##### Provided records #####

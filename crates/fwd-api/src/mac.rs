// This Source Code Form is subject to the terms of the Mozilla Public
// License, v. 2.0. If a copy of the MPL was not distributed with this
// file, You can obtain one at https://mozilla.org/MPL/2.0/.

// Copyright 2025 Oxide Computer Company

use alloc::string::String;
use core::fmt;
use core::fmt::Debug;
use core::fmt::Display;
use core::str::FromStr;
use serde::Deserialize;
use serde::Serialize;

/// A MAC address, as carried in Ethernet, ARP and ND fields.
#[derive(
    Clone,
    Copy,
    Default,
    Deserialize,
    Eq,
    Hash,
    Ord,
    PartialEq,
    PartialOrd,
    Serialize,
)]
pub struct MacAddr {
    inner: [u8; 6],
}

impl MacAddr {
    pub const BROADCAST: Self = Self { inner: [0xFF; 6] };
    pub const ZERO: Self = Self { inner: [0x00; 6] };

    pub const fn from_const(bytes: [u8; 6]) -> Self {
        Self { inner: bytes }
    }

    #[inline]
    pub fn bytes(&self) -> [u8; 6] {
        self.inner
    }

    /// Interpret a field value as a MAC address.
    pub fn from_slice(bytes: &[u8]) -> Option<Self> {
        let inner: [u8; 6] = bytes.try_into().ok()?;
        Some(Self { inner })
    }
}

impl From<[u8; 6]> for MacAddr {
    fn from(bytes: [u8; 6]) -> Self {
        Self { inner: bytes }
    }
}

impl AsRef<[u8]> for MacAddr {
    fn as_ref(&self) -> &[u8] {
        &self.inner
    }
}

impl FromStr for MacAddr {
    type Err = String;

    fn from_str(s: &str) -> Result<Self, Self::Err> {
        let mut inner = [0u8; 6];
        let mut count = 0;

        for octet in s.split(':') {
            if count == inner.len() {
                return Err(format!("too many octets: {s}"));
            }
            inner[count] = u8::from_str_radix(octet, 16)
                .map_err(|_| format!("bad octet: {octet}"))?;
            count += 1;
        }

        if count != inner.len() {
            return Err(format!("incorrect number of bytes: {count}"));
        }

        Ok(Self { inner })
    }
}

impl Display for MacAddr {
    fn fmt(&self, f: &mut fmt::Formatter) -> fmt::Result {
        let b = &self.inner;
        write!(
            f,
            "{:02x}:{:02x}:{:02x}:{:02x}:{:02x}:{:02x}",
            b[0], b[1], b[2], b[3], b[4], b[5]
        )
    }
}

impl Debug for MacAddr {
    fn fmt(&self, f: &mut fmt::Formatter) -> fmt::Result {
        write!(f, "MacAddr({self})")
    }
}

#[cfg(test)]
mod test {
    use super::*;

    #[test]
    fn parse_and_print() {
        let mac: MacAddr = "ff:ff:ff:ff:ff:fe".parse().unwrap();
        assert_eq!(mac.bytes(), [0xff, 0xff, 0xff, 0xff, 0xff, 0xfe]);
        assert_eq!(format!("{mac}"), "ff:ff:ff:ff:ff:fe");
        assert!("ff:ff".parse::<MacAddr>().is_err());
        assert!("ff:ff:ff:ff:ff:ff:ff".parse::<MacAddr>().is_err());
        assert!("gg:ff:ff:ff:ff:ff".parse::<MacAddr>().is_err());
    }
}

#####

# Instructions to follow:
Find the line with "impl Display for" in the entries above. Retype it and each line after it, exactly, through the line with "b[0], b[1], b[2], b[3], b[4], b[5]", and stop there.

# Answer box:
impl Display for MacAddr {
    fn fmt(&self, f: &mut fmt::Formatter) -> fmt::Result {
        let b = &self.inner;
        write!(
            f,
            "{:02x}:{:02x}:{:02x}:{:02x}:{:02x}:{:02x}",
            b[0], b[1], b[2], b[3], b[4], b[5]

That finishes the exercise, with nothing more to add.